Below is a set of records; print all of them exactly as written.

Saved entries
====================
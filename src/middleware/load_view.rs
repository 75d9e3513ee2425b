use crate::actions::{
    get_completed_list_request_action, get_list_request_action, store_links_action, Action,
};
use crate::effect::{Dispatcher, Effect};
use crate::environment::model::{Model, Response};
use crate::environment::types::{Link, Links, ResourcesResponse, NOW};
use crate::environment::Environment;
use crate::store::State;

/// The links followed to bootstrap one view. Each step is only known
/// from the response of the step before.
#[derive(Debug, Clone, Copy, Eq, PartialEq)]
pub struct ViewPath {
    pub resources: &'static str,
    pub target: &'static str,
}

pub const TODOS_VIEW: ViewPath = ViewPath {
    resources: "todoResources",
    target: "list",
};

pub const HISTORY_VIEW: ViewPath = ViewPath {
    resources: "historyResources",
    target: "completedTodos",
};

pub fn middleware(
    action: &Action,
    _state: &State,
    environment: &Environment,
    dispatcher: &Dispatcher,
) -> Effect {
    let (path, terminal): (ViewPath, fn(Link) -> Action) = match action {
        Action::LoadTodosView => (TODOS_VIEW, |link| get_list_request_action(NOW, link)),
        Action::LoadHistoryView => (HISTORY_VIEW, get_completed_list_request_action),
        _ => return Effect::NONE,
    };
    let Some(root) = environment.root_link() else {
        log::debug!("no root link persisted, cannot load {}", path.resources);
        return Effect::NONE;
    };
    let model = environment.model.clone();
    let dispatcher = dispatcher.clone();
    Effect::task(async move {
        if let Some(link) = load_view(&model, &dispatcher, root, path).await {
            dispatcher.put(terminal(link));
        }
    })
}

/// Walks root -> resources -> target. Returns `None` as soon as a
/// request fails or an expected link is missing.
pub async fn load_view(
    model: &Model,
    dispatcher: &Dispatcher,
    root: Link,
    path: ViewPath,
) -> Option<Link> {
    let links = fetch_links(model, dispatcher, &root).await?;
    let resources = links.get(path.resources).cloned()?;
    let links = fetch_links(model, dispatcher, &resources).await?;
    links.get(path.target).cloned()
}

async fn fetch_links(model: &Model, dispatcher: &Dispatcher, link: &Link) -> Option<Links> {
    log::debug!("load view step {}", link.href);
    match model.get::<ResourcesResponse>(link).await {
        Ok(Response::Success(response)) => {
            dispatcher.put(store_links_action(response.links.clone()));
            Some(response.links)
        }
        Ok(Response::Invalid(errors)) => {
            log::debug!("load view step {} rejected: {errors:?}", link.href);
            None
        }
        Err(e) => {
            log::error!("GET {} dropped: {e}", link.href);
            None
        }
    }
}
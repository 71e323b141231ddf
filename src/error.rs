use thiserror::Error;

#[derive(Debug, Error)]
pub enum AppError {
    #[error("mesh density {value} is outside {min}..={max}")]
    InvalidDensity { value: u32, min: u32, max: u32 },

    #[error("no compatible GPU adapter found")]
    NoAdapter,

    #[error("surface reports no supported texture format")]
    NoSurfaceFormat,

    #[error("failed to create surface: {0}")]
    CreateSurface(#[from] wgpu::CreateSurfaceError),

    #[error("failed to request device: {0}")]
    RequestDevice(#[from] wgpu::RequestDeviceError),

    #[error("failed to create window: {0}")]
    Window(#[from] winit::error::OsError),

    #[error("event loop error: {0}")]
    EventLoop(#[from] winit::error::EventLoopError),
}

pub type AppResult<T> = Result<T, AppError>;
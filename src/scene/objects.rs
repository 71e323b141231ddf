use std::f32::consts::FRAC_PI_2;

use glam::{Mat4, Vec3};

use crate::config::Density;
use crate::geometry::{Relief, ShapeFamily, TriangleMesh, displace, primitives, wireframe_edges};

pub const PLANET_RADIUS: f32 = 3.0;
pub const DONUT_RADIUS: f32 = 2.0;
pub const DONUT_TUBE: f32 = 0.7;
pub const TERRAIN_SIZE: f32 = 6.0;

const COLUMN_SPACING: f32 = 7.0;
const ROW_SPACING: f32 = 7.0;

pub const WIRE_COLOR: [f32; 4] = [1.0, 1.0, 1.0, 0.5];

/// A solid surface and its edge overlay, placed by one shared transform.
pub struct DisplayObject {
    pub family: ShapeFamily,
    pub relief: Relief,
    pub position: Vec3,
    pub rotation_x: f32,
    /// Local-space displaced surface with recomputed normals.
    pub surface: TriangleMesh,
    /// Local-space line list derived from `surface`.
    pub edges: Vec<f32>,
    pub color: [f32; 3],
}

impl DisplayObject {
    pub fn transform(&self) -> Mat4 {
        Mat4::from_translation(self.position) * Mat4::from_rotation_x(self.rotation_x)
    }

    pub fn double_sided(&self) -> bool {
        self.family == ShapeFamily::PlanarPatch
    }

    pub fn label(&self) -> String {
        format!("{} ({})", self.family.name(), self.relief.name())
    }
}

/// Every object of one build, tagged with the rebuild that produced it.
pub struct SceneSet {
    pub generation: u64,
    pub density: Density,
    pub objects: Vec<DisplayObject>,
}

impl SceneSet {
    pub fn vertex_count(&self) -> usize {
        self.objects.iter().map(|o| o.surface.vertex_count()).sum()
    }

    pub fn triangle_count(&self) -> usize {
        self.objects.iter().map(|o| o.surface.triangle_count()).sum()
    }
}

pub fn relief_color(relief: Relief) -> [f32; 3] {
    match relief {
        Relief::Small => hex_rgb(0xff6699),
        Relief::Big => hex_rgb(0x44cc88),
        Relief::Smooth => hex_rgb(0x995fd3),
    }
}

fn hex_rgb(hex: u32) -> [f32; 3] {
    [
        ((hex >> 16) & 0xff) as f32 / 255.0,
        ((hex >> 8) & 0xff) as f32 / 255.0,
        (hex & 0xff) as f32 / 255.0,
    ]
}

/// World position of a family/relief slot: one row per family, one column per relief.
pub fn slot_position(family: ShapeFamily, relief: Relief) -> Vec3 {
    let y = match family {
        ShapeFamily::Spheroid => ROW_SPACING,
        ShapeFamily::Toroid => 0.0,
        ShapeFamily::PlanarPatch => -ROW_SPACING,
    };
    let x = match relief {
        Relief::Smooth => -COLUMN_SPACING,
        Relief::Big => 0.0,
        Relief::Small => COLUMN_SPACING,
    };
    Vec3::new(x, y, 0.0)
}

pub fn base_primitive(family: ShapeFamily, density: Density) -> TriangleMesh {
    let d = density.get();
    match family {
        ShapeFamily::Spheroid => primitives::sphere(PLANET_RADIUS, d, d),
        ShapeFamily::Toroid => primitives::torus(DONUT_RADIUS, DONUT_TUBE, d, d * 2),
        ShapeFamily::PlanarPatch => primitives::plane(TERRAIN_SIZE, TERRAIN_SIZE, d, d),
    }
}

pub fn build_object(family: ShapeFamily, relief: Relief, density: Density) -> DisplayObject {
    let mut surface = base_primitive(family, density);
    displace(&mut surface.vertices, family, relief);
    surface.compute_vertex_normals();
    let edges = wireframe_edges(&surface);

    let rotation_x = match family {
        ShapeFamily::PlanarPatch => -FRAC_PI_2,
        _ => 0.0,
    };

    DisplayObject {
        family,
        relief,
        position: slot_position(family, relief),
        rotation_x,
        surface,
        edges,
        color: relief_color(relief),
    }
}

/// Builds the full nine-object set for `density`. Pure: same input, same output.
pub fn build_scene(generation: u64, density: Density) -> SceneSet {
    let objects = ShapeFamily::ALL
        .iter()
        .flat_map(|&family| {
            Relief::ALL
                .iter()
                .map(move |&relief| build_object(family, relief, density))
        })
        .collect();

    SceneSet {
        generation,
        density,
        objects,
    }
}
====================
Task response
filename src/middleware/load_view.rs
repository 75d9e3513ee2425b
use crate::actions::{
    get_completed_list_request_action, get_list_request_action, store_links_action, Action,
};
use crate::effect::{Dispatcher, Effect};
use crate::environment::model::{Model, Response};
use crate::environment::types::{Link, Links, ResourcesResponse, NOW};
use crate::environment::Environment;
use crate::store::State;

/// The links followed to bootstrap one view. Each step is only known
/// from the response of the step before.
#[derive(Debug, Clone, Copy, Eq, PartialEq)]
pub struct ViewPath {
    pub resources: &'static str,
    pub target: &'static str,
}

pub const TODOS_VIEW: ViewPath = ViewPath {
    resources: "todoResources",
    target: "list",
};

pub const HISTORY_VIEW: ViewPath = ViewPath {
    resources: "historyResources",
    target: "completedTodos",
};

pub fn middleware(
    action: &Action,
    _state: &State,
    environment: &Environment,
    dispatcher: &Dispatcher,
) -> Effect {
    let (path, terminal): (ViewPath, fn(Link) -> Action) = match action {
        Action::LoadTodosView => (TODOS_VIEW, |link| get_list_request_action(NOW, link)),
        Action::LoadHistoryView => (HISTORY_VIEW, get_completed_list_request_action),
        _ => return Effect::NONE,
    };
    let Some(root) = environment.root_link() else {
        log::debug!("no root link persisted, cannot load {}", path.resources);
        return Effect::NONE;
    };
    let model = environment.model.clone();
    let dispatcher = dispatcher.clone();
    Effect::task(async move {
        if let Some(link) = load_view(&model, &dispatcher, root, path).await {
            dispatcher.put(terminal(link));
        }
    })
}

/// Walks root -> resources -> target. Returns `None` as soon as a
/// request fails or an expected link is missing.
pub async fn load_view(
    model: &Model,
    dispatcher: &Dispatcher,
    root: Link,
    path: ViewPath,
) -> Option<Link> {
    let links = fetch_links(model, dispatcher, &root).await?;
    let resources = links.get(path.resources).cloned()?;
    let links = fetch_links(model, dispatcher, &resources).await?;
    links.get(path.target).cloned()
}

async fn fetch_links(model: &Model, dispatcher: &Dispatcher, link: &Link) -> Option<Links> {
    log::debug!("load view step {}", link.href);
    match model.get::<ResourcesResponse>(link).await {
        Ok(Response::Success(response)) => {
            dispatcher.put(store_links_action(response.links.clone()));
            Some(response.links)
        }
        Ok(Response::Invalid(errors)) => {
            log::debug!("load view step {} rejected: {errors:?}", link.href);
            None
        }
        Err(e) => {
            log::error!("GET {} dropped: {e}", link.href);
            None
        }
    }
}
repository 71e323b141231ddf
filename src/error.rs
use thiserror::Error;

#[derive(Debug, Error)]
pub enum AppError {
    #[error("mesh density {value} is outside {min}..={max}")]
    InvalidDensity { value: u32, min: u32, max: u32 },

    #[error("no compatible GPU adapter found")]
    NoAdapter,

    #[error("surface reports no supported texture format")]
    NoSurfaceFormat,

    #[error("failed to create surface: {0}")]
    CreateSurface(#[from] wgpu::CreateSurfaceError),

    #[error("failed to request device: {0}")]
    RequestDevice(#[from] wgpu::RequestDeviceError),

    #[error("failed to create window: {0}")]
    Window(#[from] winit::error::OsError),

    #[error("event loop error: {0}")]
    EventLoop(#[from] winit::error::EventLoopError),
}

pub type AppResult<T> = Result<T, AppError>;
filename src/scene/objects.rs
repository 71e323b141231ddf
use std::f32::consts::FRAC_PI_2;

use glam::{Mat4, Vec3};

use crate::config::Density;
use crate::geometry::{Relief, ShapeFamily, TriangleMesh, displace, primitives, wireframe_edges};

pub const PLANET_RADIUS: f32 = 3.0;
pub const DONUT_RADIUS: f32 = 2.0;
pub const DONUT_TUBE: f32 = 0.7;
pub const TERRAIN_SIZE: f32 = 6.0;

const COLUMN_SPACING: f32 = 7.0;
const ROW_SPACING: f32 = 7.0;

pub const WIRE_COLOR: [f32; 4] = [1.0, 1.0, 1.0, 0.5];

/// A solid surface and its edge overlay, placed by one shared transform.
pub struct DisplayObject {
    pub family: ShapeFamily,
    pub relief: Relief,
    pub position: Vec3,
    pub rotation_x: f32,
    /// Local-space displaced surface with recomputed normals.
    pub surface: TriangleMesh,
    /// Local-space line list derived from `surface`.
    pub edges: Vec<f32>,
    pub color: [f32; 3],
}

impl DisplayObject {
    pub fn transform(&self) -> Mat4 {
        Mat4::from_translation(self.position) * Mat4::from_rotation_x(self.rotation_x)
    }

    pub fn double_sided(&self) -> bool {
        self.family == ShapeFamily::PlanarPatch
    }

    pub fn label(&self) -> String {
        format!("{} ({})", self.family.name(), self.relief.name())
    }
}

/// Every object of one build, tagged with the rebuild that produced it.
pub struct SceneSet {
    pub generation: u64,
    pub density: Density,
    pub objects: Vec<DisplayObject>,
}

impl SceneSet {
    pub fn vertex_count(&self) -> usize {
        self.objects.iter().map(|o| o.surface.vertex_count()).sum()
    }

    pub fn triangle_count(&self) -> usize {
        self.objects.iter().map(|o| o.surface.triangle_count()).sum()
    }
}

pub fn relief_color(relief: Relief) -> [f32; 3] {
    match relief {
        Relief::Small => hex_rgb(0xff6699),
        Relief::Big => hex_rgb(0x44cc88),
        Relief::Smooth => hex_rgb(0x995fd3),
    }
}

fn hex_rgb(hex: u32) -> [f32; 3] {
    [
        ((hex >> 16) & 0xff) as f32 / 255.0,
        ((hex >> 8) & 0xff) as f32 / 255.0,
        (hex & 0xff) as f32 / 255.0,
    ]
}

/// World position of a family/relief slot: one row per family, one column per relief.
pub fn slot_position(family: ShapeFamily, relief: Relief) -> Vec3 {
    let y = match family {
        ShapeFamily::Spheroid => ROW_SPACING,
        ShapeFamily::Toroid => 0.0,
        ShapeFamily::PlanarPatch => -ROW_SPACING,
    };
    let x = match relief {
        Relief::Smooth => -COLUMN_SPACING,
        Relief::Big => 0.0,
        Relief::Small => COLUMN_SPACING,
    };
    Vec3::new(x, y, 0.0)
}

pub fn base_primitive(family: ShapeFamily, density: Density) -> TriangleMesh {
    let d = density.get();
    match family {
        ShapeFamily::Spheroid => primitives::sphere(PLANET_RADIUS, d, d),
        ShapeFamily::Toroid => primitives::torus(DONUT_RADIUS, DONUT_TUBE, d, d * 2),
        ShapeFamily::PlanarPatch => primitives::plane(TERRAIN_SIZE, TERRAIN_SIZE, d, d),
    }
}

pub fn build_object(family: ShapeFamily, relief: Relief, density: Density) -> DisplayObject {
    let mut surface = base_primitive(family, density);
    displace(&mut surface.vertices, family, relief);
    surface.compute_vertex_normals();
    let edges = wireframe_edges(&surface);

    let rotation_x = match family {
        ShapeFamily::PlanarPatch => -FRAC_PI_2,
        _ => 0.0,
    };

    DisplayObject {
        family,
        relief,
        position: slot_position(family, relief),
        rotation_x,
        surface,
        edges,
        color: relief_color(relief),
    }
}

/// Builds the full nine-object set for `density`. Pure: same input, same output.
pub fn build_scene(generation: u64, density: Density) -> SceneSet {
    let objects = ShapeFamily::ALL
        .iter()
        .flat_map(|&family| {
            Relief::ALL
                .iter()
                .map(move |&relief| build_object(family, relief, density))
        })
        .collect();

    SceneSet {
        generation,
        density,
        objects,
    }
}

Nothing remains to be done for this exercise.